Extracted records
□ □ □ □

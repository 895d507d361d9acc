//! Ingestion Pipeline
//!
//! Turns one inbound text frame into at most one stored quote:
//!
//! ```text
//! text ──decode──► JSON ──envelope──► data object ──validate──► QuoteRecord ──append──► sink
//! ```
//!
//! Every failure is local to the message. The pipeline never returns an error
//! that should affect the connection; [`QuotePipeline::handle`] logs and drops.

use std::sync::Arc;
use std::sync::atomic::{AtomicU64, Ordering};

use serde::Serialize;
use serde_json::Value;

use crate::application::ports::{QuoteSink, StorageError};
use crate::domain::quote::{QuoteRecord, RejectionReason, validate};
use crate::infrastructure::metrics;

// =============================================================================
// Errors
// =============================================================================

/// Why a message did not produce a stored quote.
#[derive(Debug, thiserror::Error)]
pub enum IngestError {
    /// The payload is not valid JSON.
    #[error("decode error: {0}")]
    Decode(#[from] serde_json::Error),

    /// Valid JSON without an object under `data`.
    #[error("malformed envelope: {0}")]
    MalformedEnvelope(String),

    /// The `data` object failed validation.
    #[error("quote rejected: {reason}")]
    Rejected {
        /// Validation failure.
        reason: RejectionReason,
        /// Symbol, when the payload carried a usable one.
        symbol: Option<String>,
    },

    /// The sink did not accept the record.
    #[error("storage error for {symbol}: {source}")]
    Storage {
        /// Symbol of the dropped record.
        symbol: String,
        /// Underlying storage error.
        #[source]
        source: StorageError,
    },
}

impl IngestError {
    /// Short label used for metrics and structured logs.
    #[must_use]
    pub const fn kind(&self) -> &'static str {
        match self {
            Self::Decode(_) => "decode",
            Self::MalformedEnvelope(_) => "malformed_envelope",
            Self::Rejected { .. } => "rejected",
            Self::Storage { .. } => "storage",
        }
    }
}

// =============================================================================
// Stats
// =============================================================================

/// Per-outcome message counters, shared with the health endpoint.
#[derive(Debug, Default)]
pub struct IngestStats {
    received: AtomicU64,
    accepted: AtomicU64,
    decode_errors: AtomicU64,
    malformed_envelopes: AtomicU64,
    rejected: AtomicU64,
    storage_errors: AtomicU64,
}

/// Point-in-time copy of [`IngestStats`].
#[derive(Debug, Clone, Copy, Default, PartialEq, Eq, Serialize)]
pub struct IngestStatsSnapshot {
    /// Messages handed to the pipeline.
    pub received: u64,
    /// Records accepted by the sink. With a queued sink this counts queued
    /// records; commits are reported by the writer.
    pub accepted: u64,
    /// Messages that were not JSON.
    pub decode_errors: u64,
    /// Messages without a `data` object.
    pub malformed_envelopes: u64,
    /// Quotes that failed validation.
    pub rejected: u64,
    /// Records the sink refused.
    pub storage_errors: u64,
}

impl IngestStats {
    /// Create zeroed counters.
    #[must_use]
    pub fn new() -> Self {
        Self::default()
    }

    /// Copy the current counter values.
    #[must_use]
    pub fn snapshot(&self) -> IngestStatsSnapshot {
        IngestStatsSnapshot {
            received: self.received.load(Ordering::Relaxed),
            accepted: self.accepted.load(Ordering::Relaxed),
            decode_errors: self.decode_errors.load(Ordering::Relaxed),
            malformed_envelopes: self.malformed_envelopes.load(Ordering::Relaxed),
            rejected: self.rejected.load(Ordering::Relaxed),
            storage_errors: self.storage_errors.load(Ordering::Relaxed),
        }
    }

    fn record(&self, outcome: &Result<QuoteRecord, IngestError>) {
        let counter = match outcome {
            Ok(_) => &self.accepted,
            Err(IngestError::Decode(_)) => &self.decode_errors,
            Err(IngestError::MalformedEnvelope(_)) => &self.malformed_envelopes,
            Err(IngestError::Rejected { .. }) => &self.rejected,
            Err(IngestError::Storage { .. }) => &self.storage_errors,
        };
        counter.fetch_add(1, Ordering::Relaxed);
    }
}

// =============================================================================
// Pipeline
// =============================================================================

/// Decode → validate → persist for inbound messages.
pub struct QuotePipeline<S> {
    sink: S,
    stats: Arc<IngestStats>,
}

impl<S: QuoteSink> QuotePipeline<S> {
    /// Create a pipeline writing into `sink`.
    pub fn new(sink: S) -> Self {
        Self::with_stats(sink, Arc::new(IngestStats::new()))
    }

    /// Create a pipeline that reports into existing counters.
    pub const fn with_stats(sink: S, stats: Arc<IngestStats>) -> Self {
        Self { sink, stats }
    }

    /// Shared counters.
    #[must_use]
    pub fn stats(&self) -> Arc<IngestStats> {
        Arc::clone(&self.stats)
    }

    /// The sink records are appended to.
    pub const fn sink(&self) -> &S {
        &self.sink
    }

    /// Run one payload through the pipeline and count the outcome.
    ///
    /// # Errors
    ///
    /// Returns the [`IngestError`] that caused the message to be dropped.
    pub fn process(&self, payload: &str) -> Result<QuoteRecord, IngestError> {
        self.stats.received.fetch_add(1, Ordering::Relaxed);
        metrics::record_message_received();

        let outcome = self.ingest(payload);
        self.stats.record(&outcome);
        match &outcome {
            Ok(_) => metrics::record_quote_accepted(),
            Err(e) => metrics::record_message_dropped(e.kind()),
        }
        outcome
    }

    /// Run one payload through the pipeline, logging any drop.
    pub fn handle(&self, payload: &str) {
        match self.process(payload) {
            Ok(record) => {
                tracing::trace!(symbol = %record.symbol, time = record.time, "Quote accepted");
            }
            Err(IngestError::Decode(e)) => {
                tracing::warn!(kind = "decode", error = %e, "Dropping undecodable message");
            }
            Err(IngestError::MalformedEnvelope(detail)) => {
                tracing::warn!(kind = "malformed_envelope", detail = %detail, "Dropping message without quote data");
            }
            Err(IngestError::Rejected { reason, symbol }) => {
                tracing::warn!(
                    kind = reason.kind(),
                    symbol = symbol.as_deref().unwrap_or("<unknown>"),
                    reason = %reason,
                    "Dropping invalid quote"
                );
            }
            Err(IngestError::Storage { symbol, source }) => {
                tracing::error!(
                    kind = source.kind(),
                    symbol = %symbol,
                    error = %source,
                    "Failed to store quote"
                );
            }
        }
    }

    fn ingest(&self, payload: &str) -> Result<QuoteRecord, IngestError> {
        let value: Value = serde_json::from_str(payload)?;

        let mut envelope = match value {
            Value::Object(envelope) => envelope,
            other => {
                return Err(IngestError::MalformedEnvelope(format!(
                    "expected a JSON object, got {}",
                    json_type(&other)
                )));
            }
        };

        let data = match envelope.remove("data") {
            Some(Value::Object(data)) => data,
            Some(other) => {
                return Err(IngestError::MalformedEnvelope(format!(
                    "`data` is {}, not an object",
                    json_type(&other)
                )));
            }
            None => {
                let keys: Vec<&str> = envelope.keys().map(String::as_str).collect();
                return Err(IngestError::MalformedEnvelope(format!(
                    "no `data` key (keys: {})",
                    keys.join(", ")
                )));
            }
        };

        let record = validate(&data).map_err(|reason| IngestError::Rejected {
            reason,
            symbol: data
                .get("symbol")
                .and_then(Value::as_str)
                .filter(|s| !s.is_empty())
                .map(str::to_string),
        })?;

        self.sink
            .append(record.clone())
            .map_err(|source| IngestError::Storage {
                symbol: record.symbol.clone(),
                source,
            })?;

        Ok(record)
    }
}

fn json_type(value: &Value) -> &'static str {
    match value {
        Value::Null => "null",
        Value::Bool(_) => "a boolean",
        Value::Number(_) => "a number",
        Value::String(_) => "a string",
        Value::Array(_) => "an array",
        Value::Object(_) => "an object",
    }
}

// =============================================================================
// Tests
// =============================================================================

□ □ □ □

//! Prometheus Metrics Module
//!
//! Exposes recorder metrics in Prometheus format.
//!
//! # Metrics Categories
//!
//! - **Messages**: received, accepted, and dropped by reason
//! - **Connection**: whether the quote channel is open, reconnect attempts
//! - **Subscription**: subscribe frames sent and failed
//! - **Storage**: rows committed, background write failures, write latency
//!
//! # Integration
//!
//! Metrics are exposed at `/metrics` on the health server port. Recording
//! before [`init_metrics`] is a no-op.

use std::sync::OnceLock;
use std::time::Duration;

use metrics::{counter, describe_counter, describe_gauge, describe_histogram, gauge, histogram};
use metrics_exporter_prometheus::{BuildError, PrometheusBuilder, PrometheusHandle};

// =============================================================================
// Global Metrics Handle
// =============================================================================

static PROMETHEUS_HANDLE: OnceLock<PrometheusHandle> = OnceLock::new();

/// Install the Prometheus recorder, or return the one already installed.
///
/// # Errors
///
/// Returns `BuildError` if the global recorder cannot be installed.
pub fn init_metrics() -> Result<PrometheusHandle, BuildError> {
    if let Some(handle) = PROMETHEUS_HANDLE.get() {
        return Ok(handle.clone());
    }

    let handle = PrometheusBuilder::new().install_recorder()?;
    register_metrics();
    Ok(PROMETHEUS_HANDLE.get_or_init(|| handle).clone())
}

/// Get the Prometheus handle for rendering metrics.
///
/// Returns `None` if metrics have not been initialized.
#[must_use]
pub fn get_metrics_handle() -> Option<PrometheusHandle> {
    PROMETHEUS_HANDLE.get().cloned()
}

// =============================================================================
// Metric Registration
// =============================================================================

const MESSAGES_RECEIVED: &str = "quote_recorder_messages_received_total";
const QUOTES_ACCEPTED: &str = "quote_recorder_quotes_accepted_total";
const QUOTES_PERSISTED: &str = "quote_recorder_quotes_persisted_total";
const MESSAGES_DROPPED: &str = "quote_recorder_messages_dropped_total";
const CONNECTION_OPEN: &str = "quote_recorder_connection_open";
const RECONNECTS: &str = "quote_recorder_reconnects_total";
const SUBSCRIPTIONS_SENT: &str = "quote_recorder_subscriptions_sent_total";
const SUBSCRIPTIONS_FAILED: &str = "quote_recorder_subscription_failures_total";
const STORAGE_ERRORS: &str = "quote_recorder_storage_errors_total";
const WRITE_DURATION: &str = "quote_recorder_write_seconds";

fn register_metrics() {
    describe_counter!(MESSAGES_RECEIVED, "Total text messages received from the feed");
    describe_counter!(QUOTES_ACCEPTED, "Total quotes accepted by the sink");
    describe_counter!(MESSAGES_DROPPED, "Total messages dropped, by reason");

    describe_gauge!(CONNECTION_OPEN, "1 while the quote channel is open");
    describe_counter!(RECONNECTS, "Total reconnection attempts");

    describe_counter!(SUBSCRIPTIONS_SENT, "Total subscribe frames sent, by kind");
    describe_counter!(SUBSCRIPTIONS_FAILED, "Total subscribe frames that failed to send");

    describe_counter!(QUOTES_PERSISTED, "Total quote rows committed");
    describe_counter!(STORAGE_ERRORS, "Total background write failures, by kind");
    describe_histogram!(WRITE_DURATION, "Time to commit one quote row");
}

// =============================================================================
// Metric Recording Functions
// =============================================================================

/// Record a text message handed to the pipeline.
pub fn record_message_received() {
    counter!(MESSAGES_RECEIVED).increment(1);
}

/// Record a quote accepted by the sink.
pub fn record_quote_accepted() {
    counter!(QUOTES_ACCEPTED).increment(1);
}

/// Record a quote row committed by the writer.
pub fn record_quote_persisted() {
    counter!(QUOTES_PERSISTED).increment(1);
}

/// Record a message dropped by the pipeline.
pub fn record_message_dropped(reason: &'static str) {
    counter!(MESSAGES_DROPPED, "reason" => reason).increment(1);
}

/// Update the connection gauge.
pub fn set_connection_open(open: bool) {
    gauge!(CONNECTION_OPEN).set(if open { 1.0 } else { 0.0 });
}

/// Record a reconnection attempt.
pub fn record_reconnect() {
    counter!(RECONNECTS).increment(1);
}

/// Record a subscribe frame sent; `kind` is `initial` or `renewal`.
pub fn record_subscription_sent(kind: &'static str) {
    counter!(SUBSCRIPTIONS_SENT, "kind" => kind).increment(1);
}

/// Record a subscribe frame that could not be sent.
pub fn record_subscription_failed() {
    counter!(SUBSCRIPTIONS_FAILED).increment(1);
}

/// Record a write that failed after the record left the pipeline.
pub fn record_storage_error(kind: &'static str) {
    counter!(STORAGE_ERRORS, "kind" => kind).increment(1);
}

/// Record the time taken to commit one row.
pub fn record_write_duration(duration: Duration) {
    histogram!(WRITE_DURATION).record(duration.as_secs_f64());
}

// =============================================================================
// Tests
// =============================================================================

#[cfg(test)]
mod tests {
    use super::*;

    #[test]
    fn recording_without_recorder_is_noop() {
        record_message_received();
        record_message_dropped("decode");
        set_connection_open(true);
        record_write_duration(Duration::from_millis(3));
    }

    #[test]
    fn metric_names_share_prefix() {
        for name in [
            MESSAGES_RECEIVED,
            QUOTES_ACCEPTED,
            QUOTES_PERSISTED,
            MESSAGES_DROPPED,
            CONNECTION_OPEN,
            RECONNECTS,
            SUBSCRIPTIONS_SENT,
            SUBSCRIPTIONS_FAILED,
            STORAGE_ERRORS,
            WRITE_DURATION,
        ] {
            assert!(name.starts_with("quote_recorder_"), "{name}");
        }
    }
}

□ □ □ □

Going through the entries above, report how many lines include the string "counters". The number alone is the answer.

ANSWER FOR THIS EXERCISE - 4